NBFCs say RBI likely to leave repo rate unchanged
Mumbai: Non-banking finance companies on Tuesday said the Reserve Bank is likely to keep its key lending rate intact in the forthcoming monetary policy review, but expect a 0.25 percent reduction in the cash reserve ratio.
"We expect not much change in the interest rates in this policy, but definitely the CRR, which is the portion of deposits banks park with the RBI, may be reduced by 0.25 percent," Director general Finance Industry Development Council (FIDC) Mahesh Thakkar, told reporters after meeting the RBI officials in a customary pre-policy consultation meet here.
The RBI will unveil its annual monetary policy on May 3. Currently, the repo rate is 7.5 percent, while the CRR is 4 percent.
The demands by the FIDC, which is the apex body of NBFCs, is in tandem with the views of bankers, who also asked for a cut in the CRR for effective monetary transmission.
According to bankers, a CRR cut will help reduce their cost of funds, which is essential for cutting lending rates, rather than a repo rate cut.
During the meeting with Deputy Governors K C Chakrabarty, H K Khan and Urijit Patel, NBFCs, which included the heads of L&T Finance and Mahindra Finance among others, also discussed issues concerning the sector, Thakkar said.
Topics discussed included the Usha Thorat committee report, NBFCs' long-standing demand to retain the cut-off for NPA classification at 180 days against the proposed new norms of 90 days and issues around capital adequacy, he said.
"The RBI said we are considering separately, maybe by the month-end we will come back on that," he said.
Thakkar also said NBFCs have requested RBI to have stability in its policy, saying a lot of investors interested in the sector are looking towards a stable regulatory regime.
"The RBI should have a stable policy regime for a minimum of one decade. Once that is in, they will invest in a big way. It will help the economy well and also help achieve financial inclusion," he said.

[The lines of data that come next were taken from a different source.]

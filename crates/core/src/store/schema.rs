use rusqlite::Connection;

use crate::error::{Error, Result};

pub const SCHEMA_VERSION: i64 = 1;

/// Create tables if needed and check the schema version stamp.
///
/// A fresh database gets the current schema and version. A database stamped
/// with the current version is accepted as-is. Anything else — a future
/// version, or a non-empty database with no stamp at all — is rejected so we
/// never write into a file we do not understand.
pub fn ensure(conn: &Connection) -> Result<()> {
    let version: i64 = conn.query_row("PRAGMA user_version", [], |row| row.get(0))?;

    match version {
        0 => {
            let table_count: i64 = conn.query_row(
                "SELECT COUNT(*) FROM sqlite_master WHERE type = 'table'",
                [],
                |row| row.get(0),
            )?;
            if table_count > 0 {
                return Err(Error::InvalidSchemaVersion {
                    found: 0,
                    expected: SCHEMA_VERSION,
                });
            }
            initialize(conn)?;
            conn.pragma_update(None, "user_version", SCHEMA_VERSION)?;
            Ok(())
        }
        SCHEMA_VERSION => initialize(conn),
        other => Err(Error::InvalidSchemaVersion {
            found: other,
            expected: SCHEMA_VERSION,
        }),
    }
}

fn initialize(conn: &Connection) -> Result<()> {
    conn.execute_batch(
        "
        CREATE TABLE IF NOT EXISTS tag_types (
            id          INTEGER PRIMARY KEY AUTOINCREMENT,
            label       TEXT NOT NULL UNIQUE,
            symbol      TEXT NOT NULL UNIQUE,
            color       INTEGER NOT NULL
        );

        CREATE TABLE IF NOT EXISTS tags (
            id          INTEGER PRIMARY KEY AUTOINCREMENT,
            label       TEXT NOT NULL UNIQUE COLLATE NOCASE,
            type_id     INTEGER REFERENCES tag_types(id),
            definition  TEXT
        );

        CREATE INDEX IF NOT EXISTS idx_tags_type ON tags(type_id);

        CREATE TABLE IF NOT EXISTS images (
            id          INTEGER PRIMARY KEY AUTOINCREMENT,
            path        TEXT NOT NULL,
            hash        INTEGER,
            added_at    TEXT NOT NULL
        );

        CREATE INDEX IF NOT EXISTS idx_images_path ON images(path);
        CREATE INDEX IF NOT EXISTS idx_images_hash ON images(hash);

        CREATE TABLE IF NOT EXISTS image_tag (
            image_id    INTEGER NOT NULL REFERENCES images(id),
            tag_id      INTEGER NOT NULL REFERENCES tags(id),
            PRIMARY KEY (image_id, tag_id)
        );

        CREATE INDEX IF NOT EXISTS idx_image_tag_tag ON image_tag(tag_id);
        ",
    )?;
    Ok(())
}
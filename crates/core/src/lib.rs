//! TagVault core: a SQLite-backed store for tagged images and videos.
//!
//! The store keeps media records, user tags, and tag types; computes
//! perceptual hashes for similarity search; and exposes the SQL surface
//! (scalar functions plus pseudo-tag expansions) an external query compiler
//! targets.

pub mod batch;
pub mod domain;
pub mod error;
pub mod hash;
pub mod pseudo;
pub mod query;
pub mod store;

pub use batch::{import_directory, rehash_all, BatchProgress};
pub use domain::{MediaChange, MediaRecord, NewTag, NewTagType, Tag, TagType};
pub use error::{Error, Result};
pub use hash::PerceptualHash;
pub use query::{ExpansionBudget, MediaPredicate};
pub use store::Store;
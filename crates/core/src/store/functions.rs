//! Scalar SQL functions backing compiled queries and pseudo-tag expansions.
//!
//! Every function here is total: bad input types, NULLs, and unparseable
//! regex patterns degrade to the no-match value (false / 0 / 0.0) instead of
//! aborting the statement. A query over a half-populated store must never
//! fail because one row is odd.

use std::path::Path;
use std::sync::Arc;

use regex::{Regex, RegexBuilder};
use rusqlite::functions::{Context, FunctionFlags};
use rusqlite::types::ValueRef;
use rusqlite::Connection;

use crate::domain;
use crate::error::Result;
use crate::hash::{confidence_for_distance, PerceptualHash};

type BoxError = Box<dyn std::error::Error + Send + Sync + 'static>;

/// Register all scalar functions on a connection. Called once at open, before
/// any statement can reference them.
pub fn register(conn: &Connection) -> Result<()> {
    let det = FunctionFlags::SQLITE_UTF8 | FunctionFlags::SQLITE_DETERMINISTIC;

    conn.create_scalar_function("REGEX", 3, det, regex_match)?;
    conn.create_scalar_function("RINSTR", 2, det, rinstr)?;
    conn.create_scalar_function("IS_VIDEO", 1, det, |ctx| {
        Ok(path_arg(ctx, 0).is_some_and(|p| domain::is_video(&p)))
    })?;
    conn.create_scalar_function("SIMILAR_HASHES", 2, det, |ctx| {
        Ok(match (hash_arg(ctx, 0), hash_arg(ctx, 1)) {
            (Some(a), Some(b)) => a.is_similar_to(b),
            _ => false,
        })
    })?;
    conn.create_scalar_function("SIMILARITY_CONFIDENCE", 2, det, |ctx| {
        Ok(match (hash_arg(ctx, 0), hash_arg(ctx, 1)) {
            (Some(a), Some(b)) => confidence_for_distance(a.distance(b)) as f64,
            _ => 0.0,
        })
    })?;

    // Consults the filesystem, so never marked deterministic.
    conn.create_scalar_function("FILE_EXISTS", 1, FunctionFlags::SQLITE_UTF8, |ctx| {
        Ok(path_arg(ctx, 0).is_some_and(|p| p.exists()))
    })?;

    Ok(())
}

/// REGEX(value, pattern, flags): whole-string match.
///
/// The compiled regex is cached as auxiliary data on the pattern argument, so
/// a statement scanning thousands of rows compiles it once. A pattern that
/// fails to compile caches as `None` and matches nothing.
fn regex_match(ctx: &Context<'_>) -> rusqlite::Result<bool> {
    let case_insensitive = text_arg(ctx, 2).is_some_and(|flags| flags_case_insensitive(&flags));

    let compiled: Arc<Option<Regex>> =
        ctx.get_or_create_aux(1, |vr| -> std::result::Result<_, BoxError> {
            Ok(vr
                .as_str()
                .ok()
                .and_then(|pattern| compile_whole_match(pattern, case_insensitive)))
        })?;

    let Some(re) = compiled.as_ref() else {
        return Ok(false);
    };
    match ctx.get_raw(0).as_str() {
        Ok(value) => Ok(re.is_match(value)),
        Err(_) => Ok(false),
    }
}

/// RINSTR(value, needle): 1-based character index of the LAST occurrence of
/// needle in value, 0 when absent. The reverse of SQLite's INSTR, so
/// `SUBSTR(path, RINSTR(path, '.') + 1)` yields a file extension.
fn rinstr(ctx: &Context<'_>) -> rusqlite::Result<i64> {
    let (Some(value), Some(needle)) = (text_arg(ctx, 0), text_arg(ctx, 1)) else {
        return Ok(0);
    };
    if needle.is_empty() {
        return Ok(0);
    }
    Ok(match value.rfind(&needle) {
        Some(byte_idx) => value[..byte_idx].chars().count() as i64 + 1,
        None => 0,
    })
}

fn compile_whole_match(pattern: &str, case_insensitive: bool) -> Option<Regex> {
    RegexBuilder::new(&format!(r"\A(?:{pattern})\z"))
        .case_insensitive(case_insensitive)
        .build()
        .ok()
}

/// `s` (force-sensitive) beats `i`; no flags means case-sensitive.
fn flags_case_insensitive(flags: &str) -> bool {
    !flags.contains('s') && flags.contains('i')
}

fn text_arg(ctx: &Context<'_>, idx: usize) -> Option<String> {
    ctx.get_raw(idx).as_str().ok().map(str::to_owned)
}

fn path_arg(ctx: &Context<'_>, idx: usize) -> Option<std::path::PathBuf> {
    text_arg(ctx, idx).map(|s| Path::new(&s).to_path_buf())
}

fn hash_arg(ctx: &Context<'_>, idx: usize) -> Option<PerceptualHash> {
    match ctx.get_raw(idx) {
        ValueRef::Integer(v) => Some(PerceptualHash(v as u64)),
        _ => None,
    }
}
#![allow(deprecated)]

use soroban_sdk::{symbol_short, Address, Env, Symbol, Vec};

/// Event published when the membership contract is initialized.
#[soroban_sdk::contracttype]
#[derive(Clone, Debug, Eq, PartialEq)]
pub struct InitializedEvent {
    pub admin: Address,
    pub timestamp: u64,
}

/// Event published when a membership token is minted.
#[soroban_sdk::contracttype]
#[derive(Clone, Debug, Eq, PartialEq)]
pub struct TokenMintedEvent {
    pub token_id: u64,
    pub holder: Address,
    pub tags: Vec<Symbol>,
    pub timestamp: u64,
}

/// Event published when a single tag is attached to or removed from a holder.
#[soroban_sdk::contracttype]
#[derive(Clone, Debug, Eq, PartialEq)]
pub struct TagChangedEvent {
    pub issuer: Address,
    pub holder: Address,
    pub tag: Symbol,
    pub timestamp: u64,
}

pub fn publish_initialized(env: &Env, admin: Address) {
    let data = InitializedEvent {
        admin,
        timestamp: env.ledger().timestamp(),
    };
    env.events().publish((symbol_short!("INIT"),), data);
}

pub fn publish_issuer_added(env: &Env, issuer: Address) {
    env.events()
        .publish((symbol_short!("ISS_ADD"),), issuer);
}

pub fn publish_token_minted(env: &Env, token_id: u64, holder: Address, tags: Vec<Symbol>) {
    let topics = (symbol_short!("MINT"), holder.clone());
    let data = TokenMintedEvent {
        token_id,
        holder,
        tags,
        timestamp: env.ledger().timestamp(),
    };
    env.events().publish(topics, data);
}

pub fn publish_tag_granted(env: &Env, issuer: Address, holder: Address, tag: Symbol) {
    let topics = (symbol_short!("TAG_ADD"), holder.clone());
    let data = TagChangedEvent {
        issuer,
        holder,
        tag,
        timestamp: env.ledger().timestamp(),
    };
    env.events().publish(topics, data);
}

pub fn publish_tag_revoked(env: &Env, issuer: Address, holder: Address, tag: Symbol) {
    let topics = (symbol_short!("TAG_REV"), holder.clone());
    let data = TagChangedEvent {
        issuer,
        holder,
        tag,
        timestamp: env.ledger().timestamp(),
    };
    env.events().publish(topics, data);
}
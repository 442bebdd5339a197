//! Explicit quest-creation grants and the member-role forward.
//!
//! The grant set only grows. Callers must authorize
//! [`Operation::GrantCreationRole`](crate::policy::Operation) first.

use common::{allowlist, roles::member_role, CredentialHolderClient};
use soroban_sdk::{symbol_short, Address, Env, Symbol};

use crate::{QuestError, MEMBERSHIP};

const QUEST_CREATORS: Symbol = symbol_short!("QC_GRANT");

pub fn is_quest_creator(env: &Env, principal: &Address) -> bool {
    allowlist::contains(env, &QUEST_CREATORS, principal)
}

/// Returns `false` if `principal` already held the grant.
pub fn add_quest_creator(env: &Env, principal: &Address) -> bool {
    allowlist::add(env, &QUEST_CREATORS, principal)
}

/// Ask the credential holder to tag `principal` with `MEMBER_ROLE`, issuing
/// as this contract. Any refusal from the holder surfaces as
/// [`QuestError::Unauthorized`].
pub fn forward_member_role(env: &Env, principal: &Address) -> Result<(), QuestError> {
    let holder: Address = env
        .storage()
        .instance()
        .get(&MEMBERSHIP)
        .ok_or(QuestError::NotInitialized)?;

    match CredentialHolderClient::new(env, &holder).try_grant_tag(
        &env.current_contract_address(),
        principal,
        &member_role(env),
    ) {
        Ok(Ok(())) => Ok(()),
        _ => Err(QuestError::Unauthorized),
    }
}
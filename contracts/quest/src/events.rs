#![allow(deprecated)]

use soroban_sdk::{symbol_short, Address, Env};

use crate::types::QuestLayout;

/// Event published when the registry is initialized.
#[soroban_sdk::contracttype]
#[derive(Clone, Debug, Eq, PartialEq)]
pub struct InitializedEvent {
    pub owner: Address,
    pub membership: Address,
    pub layout: QuestLayout,
    pub timestamp: u64,
}

/// Event published when a bilingual quest is saved.
#[soroban_sdk::contracttype]
#[derive(Clone, Debug, Eq, PartialEq)]
pub struct QuestSavedEvent {
    pub quest_id: u64,
    pub creator: Address,
    pub timestamp: u64,
}

/// Event published when a jp/en quest pair is saved.
#[soroban_sdk::contracttype]
#[derive(Clone, Debug, Eq, PartialEq)]
pub struct QuestPairSavedEvent {
    pub group_id: u64,
    pub jp_id: u64,
    pub en_id: u64,
    pub creator: Address,
    pub timestamp: u64,
}

/// Event published when a record's mutable fields are replaced.
#[soroban_sdk::contracttype]
#[derive(Clone, Debug, Eq, PartialEq)]
pub struct QuestUpdatedEvent {
    pub quest_id: u64,
    pub editor: Address,
    pub timestamp: u64,
}

/// Event published when a quest is closed.
#[soroban_sdk::contracttype]
#[derive(Clone, Debug, Eq, PartialEq)]
pub struct QuestClosedEvent {
    pub quest_id: u64,
    pub closed_by: Address,
    pub ended_at: u64,
}

/// Event published when an address receives a role through the registry.
#[soroban_sdk::contracttype]
#[derive(Clone, Debug, Eq, PartialEq)]
pub struct RoleGrantedEvent {
    pub granter: Address,
    pub grantee: Address,
    pub timestamp: u64,
}

pub fn publish_initialized(env: &Env, owner: Address, membership: Address, layout: QuestLayout) {
    let data = InitializedEvent {
        owner,
        membership,
        layout,
        timestamp: env.ledger().timestamp(),
    };
    env.events().publish((symbol_short!("INIT"),), data);
}

pub fn publish_quest_saved(env: &Env, quest_id: u64, creator: Address) {
    let topics = (symbol_short!("Q_SAVE"), creator.clone());
    let data = QuestSavedEvent {
        quest_id,
        creator,
        timestamp: env.ledger().timestamp(),
    };
    env.events().publish(topics, data);
}

pub fn publish_quest_pair_saved(
    env: &Env,
    group_id: u64,
    jp_id: u64,
    en_id: u64,
    creator: Address,
) {
    let topics = (symbol_short!("Q_PAIR"), creator.clone());
    let data = QuestPairSavedEvent {
        group_id,
        jp_id,
        en_id,
        creator,
        timestamp: env.ledger().timestamp(),
    };
    env.events().publish(topics, data);
}

pub fn publish_quest_updated(env: &Env, quest_id: u64, editor: Address) {
    let topics = (symbol_short!("Q_UPD"), quest_id);
    let data = QuestUpdatedEvent {
        quest_id,
        editor,
        timestamp: env.ledger().timestamp(),
    };
    env.events().publish(topics, data);
}

pub fn publish_quest_closed(env: &Env, quest_id: u64, closed_by: Address, ended_at: u64) {
    let topics = (symbol_short!("Q_CLOSE"), quest_id);
    let data = QuestClosedEvent {
        quest_id,
        closed_by,
        ended_at,
    };
    env.events().publish(topics, data);
}

pub fn publish_creator_granted(env: &Env, granter: Address, grantee: Address) {
    let topics = (symbol_short!("GRT_QCR"), grantee.clone());
    let data = RoleGrantedEvent {
        granter,
        grantee,
        timestamp: env.ledger().timestamp(),
    };
    env.events().publish(topics, data);
}

pub fn publish_member_granted(env: &Env, granter: Address, grantee: Address) {
    let topics = (symbol_short!("GRT_MBR"), grantee.clone());
    let data = RoleGrantedEvent {
        granter,
        grantee,
        timestamp: env.ledger().timestamp(),
    };
    env.events().publish(topics, data);
}
#![no_std]

//! # Membership credential
//!
//! Non-transferable membership tokens that carry role tags. A holder's role
//! set is the union of the tags on every token they were minted, plus any tag
//! granted individually afterwards. Other contracts read it through
//! [`common::CredentialHolderClient`].
//!
//! Only the admin and registered issuers may mint or change tags.

pub mod events;

use common::allowlist;
use soroban_sdk::{
    contract, contractimpl, contracttype, symbol_short, Address, Env, Symbol, Vec,
};

// ── Storage keys ─────────────────────────────────────────────────────────────

const ADMIN: Symbol = symbol_short!("ADMIN");
const INITIALIZED: Symbol = symbol_short!("INIT");
const TOKEN_CTR: Symbol = symbol_short!("TOK_CTR");
const TOKEN: Symbol = symbol_short!("TOKEN");
const HOLDER_TAGS: Symbol = symbol_short!("HLD_TAGS");
const HOLDER_BAL: Symbol = symbol_short!("HLD_BAL");
const ISSUERS: Symbol = symbol_short!("ISSUER");

const TTL_THRESHOLD: u32 = 5_184_000;
const TTL_EXTEND_TO: u32 = 10_368_000;

#[soroban_sdk::contracterror]
#[derive(Copy, Clone, Debug, Eq, PartialEq)]
#[repr(u32)]
pub enum MembershipError {
    NotInitialized = 1,
    AlreadyInitialized = 2,
    Unauthorized = 3,
    InvalidInput = 4,
    TokenNotFound = 5,
}

/// A minted membership token.
#[contracttype]
#[derive(Clone, Debug, Eq, PartialEq)]
pub struct MembershipToken {
    pub id: u64,
    pub holder: Address,
    pub tags: Vec<Symbol>,
    pub minted_at: u64,
}

fn token_key(id: u64) -> (Symbol, u64) {
    (TOKEN, id)
}

fn holder_tags_key(holder: &Address) -> (Symbol, Address) {
    (HOLDER_TAGS, holder.clone())
}

fn holder_balance_key(holder: &Address) -> (Symbol, Address) {
    (HOLDER_BAL, holder.clone())
}

fn load_tags(env: &Env, holder: &Address) -> Vec<Symbol> {
    env.storage()
        .persistent()
        .get(&holder_tags_key(holder))
        .unwrap_or(Vec::new(env))
}

fn store_tags(env: &Env, holder: &Address, tags: &Vec<Symbol>) {
    let key = holder_tags_key(holder);
    env.storage().persistent().set(&key, tags);
    env.storage()
        .persistent()
        .extend_ttl(&key, TTL_THRESHOLD, TTL_EXTEND_TO);
}

#[contract]
pub struct MembershipContract;

#[contractimpl]
impl MembershipContract {
    /// Initialize the contract with an admin address.
    pub fn initialize(env: Env, admin: Address) -> Result<(), MembershipError> {
        if env.storage().instance().has(&INITIALIZED) {
            return Err(MembershipError::AlreadyInitialized);
        }

        env.storage().instance().set(&ADMIN, &admin);
        env.storage().instance().set(&INITIALIZED, &true);

        events::publish_initialized(&env, admin);

        Ok(())
    }

    pub fn get_admin(env: Env) -> Result<Address, MembershipError> {
        env.storage()
            .instance()
            .get(&ADMIN)
            .ok_or(MembershipError::NotInitialized)
    }

    /// Allow `issuer` (typically another contract) to mint and grant tags.
    pub fn add_issuer(env: Env, admin: Address, issuer: Address) -> Result<(), MembershipError> {
        admin.require_auth();
        if admin != Self::get_admin(env.clone())? {
            return Err(MembershipError::Unauthorized);
        }

        if allowlist::add(&env, &ISSUERS, &issuer) {
            events::publish_issuer_added(&env, issuer);
        }
        Ok(())
    }

    pub fn is_issuer(env: Env, address: Address) -> bool {
        Self::can_issue(&env, &address)
    }

    /// Mint a token carrying `tags` to `holder` and return its id.
    pub fn mint(
        env: Env,
        issuer: Address,
        holder: Address,
        tags: Vec<Symbol>,
    ) -> Result<u64, MembershipError> {
        issuer.require_auth();
        Self::require_issuer(&env, &issuer)?;

        if tags.is_empty() {
            return Err(MembershipError::InvalidInput);
        }

        let id: u64 = env.storage().instance().get(&TOKEN_CTR).unwrap_or(0u64);
        env.storage()
            .instance()
            .set(&TOKEN_CTR, &id.saturating_add(1));

        let token = MembershipToken {
            id,
            holder: holder.clone(),
            tags: tags.clone(),
            minted_at: env.ledger().timestamp(),
        };
        let key = token_key(id);
        env.storage().persistent().set(&key, &token);
        env.storage()
            .persistent()
            .extend_ttl(&key, TTL_THRESHOLD, TTL_EXTEND_TO);

        let mut held = load_tags(&env, &holder);
        for tag in tags.iter() {
            if !held.contains(&tag) {
                held.push_back(tag);
            }
        }
        store_tags(&env, &holder, &held);

        let bal_key = holder_balance_key(&holder);
        let balance: u32 = env.storage().persistent().get(&bal_key).unwrap_or(0);
        env.storage()
            .persistent()
            .set(&bal_key, &balance.saturating_add(1));

        events::publish_token_minted(&env, id, holder, tags);

        Ok(id)
    }

    /// Attach a single tag to `holder`. Granting a tag the holder already has
    /// is a no-op.
    pub fn grant_tag(
        env: Env,
        issuer: Address,
        holder: Address,
        tag: Symbol,
    ) -> Result<(), MembershipError> {
        issuer.require_auth();
        Self::require_issuer(&env, &issuer)?;

        let mut held = load_tags(&env, &holder);
        if held.contains(&tag) {
            return Ok(());
        }
        held.push_back(tag.clone());
        store_tags(&env, &holder, &held);

        events::publish_tag_granted(&env, issuer, holder, tag);
        Ok(())
    }

    /// Detach a tag from `holder`, whichever token it came from.
    pub fn revoke_tag(
        env: Env,
        issuer: Address,
        holder: Address,
        tag: Symbol,
    ) -> Result<(), MembershipError> {
        issuer.require_auth();
        Self::require_issuer(&env, &issuer)?;

        let held = load_tags(&env, &holder);
        if !held.contains(&tag) {
            return Ok(());
        }

        let mut remaining = Vec::new(&env);
        for t in held.iter() {
            if t != tag {
                remaining.push_back(t);
            }
        }
        store_tags(&env, &holder, &remaining);

        events::publish_tag_revoked(&env, issuer, holder, tag);
        Ok(())
    }

    pub fn tags_of(env: Env, holder: Address) -> Vec<Symbol> {
        load_tags(&env, &holder)
    }

    pub fn has_tag(env: Env, holder: Address, tag: Symbol) -> bool {
        load_tags(&env, &holder).contains(&tag)
    }

    pub fn balance_of(env: Env, holder: Address) -> u32 {
        env.storage()
            .persistent()
            .get(&holder_balance_key(&holder))
            .unwrap_or(0)
    }

    pub fn get_token(env: Env, token_id: u64) -> Result<MembershipToken, MembershipError> {
        env.storage()
            .persistent()
            .get(&token_key(token_id))
            .ok_or(MembershipError::TokenNotFound)
    }

    // ── Internal helpers ─────────────────────────────────────────────────────

    fn can_issue(env: &Env, address: &Address) -> bool {
        let admin: Option<Address> = env.storage().instance().get(&ADMIN);
        admin.as_ref() == Some(address) || allowlist::contains(env, &ISSUERS, address)
    }

    fn require_issuer(env: &Env, issuer: &Address) -> Result<(), MembershipError> {
        if !env.storage().instance().has(&INITIALIZED) {
            return Err(MembershipError::NotInitialized);
        }
        if !Self::can_issue(env, issuer) {
            return Err(MembershipError::Unauthorized);
        }
        Ok(())
    }
}
//! # Access policy
//!
//! Maps an operation and a caller to allow/deny. Clauses are OR-ed:
//!
//! | Operation                 | Allowed when                                                    |
//! |---------------------------|-----------------------------------------------------------------|
//! | Create, Update, Close     | owner, explicit quest-creation grant, `ADMIN_ROLE` or `QUEST_CREATION_ROLE` |
//! | ReadAll, ReadOne          | `MEMBER_ROLE`, or anyone allowed to Create                      |
//! | GrantCreationRole         | owner                                                           |
//!
//! There is no per-record ownership: any address allowed to create may update
//! or close any quest. The owner and grant checks read local storage and run
//! before the credential lookup.

use common::roles::{admin_role, member_role, quest_creation_role};
use soroban_sdk::{contracttype, Address, Env};

use crate::{grants, rbac, QuestError, OWNER};

#[contracttype]
#[derive(Clone, Copy, Debug, Eq, PartialEq)]
pub enum Operation {
    Create,
    Update,
    Close,
    ReadAll,
    ReadOne,
    GrantCreationRole,
}

pub fn is_owner(env: &Env, principal: &Address) -> bool {
    let owner: Option<Address> = env.storage().instance().get(&OWNER);
    owner.as_ref() == Some(principal)
}

fn has_local_authority(env: &Env, principal: &Address) -> bool {
    is_owner(env, principal) || grants::is_quest_creator(env, principal)
}

fn can_manage_quests(env: &Env, principal: &Address) -> bool {
    has_local_authority(env, principal)
        || rbac::has_any_role(
            env,
            principal,
            &[admin_role(env), quest_creation_role(env)],
        )
}

fn can_read_quests(env: &Env, principal: &Address) -> bool {
    has_local_authority(env, principal)
        || rbac::has_any_role(
            env,
            principal,
            &[member_role(env), admin_role(env), quest_creation_role(env)],
        )
}

pub fn is_allowed(env: &Env, operation: Operation, principal: &Address) -> bool {
    match operation {
        Operation::Create | Operation::Update | Operation::Close => {
            can_manage_quests(env, principal)
        }
        Operation::ReadAll | Operation::ReadOne => can_read_quests(env, principal),
        Operation::GrantCreationRole => is_owner(env, principal),
    }
}

pub fn authorize(env: &Env, operation: Operation, principal: &Address) -> Result<(), QuestError> {
    if !is_allowed(env, operation, principal) {
        return Err(QuestError::Unauthorized);
    }
    Ok(())
}
use soroban_sdk::{contracttype, String};

/// Record shape a registry instance stores, fixed at initialization.
///
/// The two shapes index differently: `Bilingual` stores one record per
/// logical quest, `Paired` stores a jp record followed by an en record.
#[contracttype]
#[derive(Clone, Copy, Debug, Eq, PartialEq)]
pub enum QuestLayout {
    Bilingual,
    Paired,
}

#[contracttype]
#[derive(Clone, Copy, Debug, Eq, PartialEq)]
pub enum Locale {
    Jp,
    En,
}

/// Text given in both supported locales.
#[contracttype]
#[derive(Clone, Debug, Eq, PartialEq)]
pub struct LocalizedText {
    pub jp: String,
    pub en: String,
}

/// Caller-supplied fields of a bilingual quest.
#[contracttype]
#[derive(Clone, Debug, Eq, PartialEq)]
pub struct QuestInput {
    pub title: LocalizedText,
    pub description: LocalizedText,
    pub category: String,
    pub limitation: String,
    pub amount: i128,
}

/// A stored bilingual quest. `ended_at == 0` while the quest is open.
#[contracttype]
#[derive(Clone, Debug, Eq, PartialEq)]
pub struct Quest {
    pub id: u64,
    pub title: LocalizedText,
    pub description: LocalizedText,
    pub category: String,
    pub limitation: String,
    pub amount: i128,
    pub ended_at: u64,
}

/// Caller-supplied fields of one locale of a paired quest.
#[contracttype]
#[derive(Clone, Debug, Eq, PartialEq)]
pub struct LocalizedQuestInput {
    pub title: String,
    pub description: String,
    pub category: String,
    pub limitation: String,
    pub amount: i128,
}

/// A stored single-locale record. Records sharing `group_id` form one
/// logical quest.
#[contracttype]
#[derive(Clone, Debug, Eq, PartialEq)]
pub struct LocalizedQuest {
    pub id: u64,
    pub group_id: u64,
    pub locale: Locale,
    pub title: String,
    pub description: String,
    pub category: String,
    pub limitation: String,
    pub amount: i128,
    pub ended_at: u64,
}

impl Quest {
    pub fn is_open(&self) -> bool {
        self.ended_at == 0
    }
}

impl LocalizedQuest {
    pub fn is_open(&self) -> bool {
        self.ended_at == 0
    }
}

Pointing out to the current conditions, he said: "We don't want a major change every two-three months like in our capital requirement or provisioning. Have something for 10 years at least." He added that course correction should be made only if changes in the economic conditions so merit.
Citing how companies like Edelweiss and Reliance Capital have got foreign investments, Thakkar claimed he is in touch with over 20 interested foreign investors wanting to invest.